----- Data provided

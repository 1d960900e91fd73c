use nalgebra::{ClosedAdd, ClosedMul, DMatrix, DVectorView, DVectorViewMut, Scalar};
use nalgebra_sparse::ops::serial::spmm_csr_dense;
use nalgebra_sparse::ops::Op;
use nalgebra_sparse::CsrMatrix;
use num::{One, Zero};
use std::error::Error;
use std::fmt;

pub trait LinearOperator<T: Scalar> {
    fn apply(&self, y: DVectorViewMut<T>, x: DVectorView<T>) -> Result<(), Box<dyn Error>>;
}

impl<'a, T, A> LinearOperator<T> for &'a A
where
    T: Scalar,
    A: ?Sized + LinearOperator<T>,
{
    fn apply(&self, y: DVectorViewMut<T>, x: DVectorView<T>) -> Result<(), Box<dyn Error>> {
        <A as LinearOperator<T>>::apply(self, y, x)
    }
}

impl<T> LinearOperator<T> for DMatrix<T>
where
    T: Scalar + One + Zero + ClosedMul + ClosedAdd,
{
    fn apply(&self, mut y: DVectorViewMut<T>, x: DVectorView<T>) -> Result<(), Box<dyn Error>> {
        y.gemv(T::one(), self, &x, T::zero());
        Ok(())
    }
}

impl<T> LinearOperator<T> for CsrMatrix<T>
where
    T: Scalar + Zero + One + ClosedMul + ClosedAdd,
{
    fn apply(&self, mut y: DVectorViewMut<T>, x: DVectorView<T>) -> Result<(), Box<dyn Error>> {
        spmm_csr_dense(T::zero(), &mut y, T::one(), Op::NoOp(self), Op::NoOp(&x));
        Ok(())
    }
}

#[derive(Debug, Copy, Clone, Default)]
pub struct IdentityOperator;

impl<T: Scalar> LinearOperator<T> for IdentityOperator {
    fn apply(&self, mut y: DVectorViewMut<T>, x: DVectorView<T>) -> Result<(), Box<dyn Error>> {
        y.copy_from(&x);
        Ok(())
    }
}

/// y = Ax
pub(crate) fn apply_operator<'a, T, A>(
    y: impl Into<DVectorViewMut<'a, T>>,
    a: &'a A,
    x: impl Into<DVectorView<'a, T>>,
) -> Result<(), Box<dyn Error>>
where
    T: Scalar,
    A: ?Sized + LinearOperator<T>,
{
    a.apply(y.into(), x.into())
}

#[non_exhaustive]
#[derive(Debug, Clone, PartialEq)]
pub struct SolveOutput<T> {
    /// Number of iterations of the solver.
    ///
    /// Corresponds to the number of updates made to the (initial) solution vector,
    /// or for GMRES, the number of Krylov basis vectors generated across all restarts.
    pub num_iterations: usize,
    /// The (possibly approximate) norm of the residual `b - Ax` at termination.
    pub residual_norm: T,
}

impl<T> SolveOutput<T> {
    pub(crate) fn new(residual_norm: T) -> Self {
        Self {
            num_iterations: 0,
            residual_norm,
        }
    }
}

#[derive(Debug)]
#[non_exhaustive]
pub enum SolveErrorKind {
    OperatorError(Box<dyn Error>),
    PreconditionerError(Box<dyn Error>),
    StoppingCriterionError(Box<dyn Error>),
    IndefiniteOperator,
    IndefinitePreconditioner,
    /// A scalar the method divides by vanished, so no further progress is possible.
    Breakdown,
    MaxIterationsReached { max_iter: usize },
}

impl fmt::Display for SolveErrorKind {
    fn fmt(&self, f: &mut fmt::Formatter<'_>) -> fmt::Result {
        match self {
            Self::OperatorError(err) => {
                write!(f, "Error applying operator: ")?;
                err.fmt(f)
            }
            Self::PreconditionerError(err) => {
                write!(f, "Error applying preconditioner: ")?;
                err.fmt(f)
            }
            Self::StoppingCriterionError(err) => {
                write!(f, "Error evaluating stopping criterion: ")?;
                err.fmt(f)
            }
            Self::IndefiniteOperator => write!(f, "Operator appears to be indefinite."),
            Self::IndefinitePreconditioner => write!(f, "Indefinite preconditioner."),
            Self::Breakdown => write!(f, "Method broke down."),
            Self::MaxIterationsReached { max_iter } => {
                write!(f, "Max iterations ({}) reached.", max_iter)
            }
        }
    }
}

#[non_exhaustive]
#[derive(Debug)]
pub struct SolveError<T> {
    pub method: &'static str,
    pub output: SolveOutput<T>,
    pub kind: SolveErrorKind,
}

impl<T> SolveError<T> {
    pub(crate) fn new(method: &'static str, output: SolveOutput<T>, kind: SolveErrorKind) -> Self {
        Self { method, output, kind }
    }
}

impl<T> fmt::Display for SolveError<T> {
    fn fmt(&self, f: &mut fmt::Formatter<'_>) -> fmt::Result {
        write!(
            f,
            "{} solve failed after {} iterations. Error: {}",
            self.method, self.output.num_iterations, self.kind
        )
    }
}

impl<T: fmt::Debug> Error for SolveError<T> {}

----------

Aim of the task:
I would like you to report every line in the listing above that contains "ClosedAdd".

Answer area:
use nalgebra::{ClosedAdd, ClosedMul, DMatrix, DVectorView, DVectorViewMut, Scalar};
    T: Scalar + One + Zero + ClosedMul + ClosedAdd,
    T: Scalar + Zero + One + ClosedMul + ClosedAdd,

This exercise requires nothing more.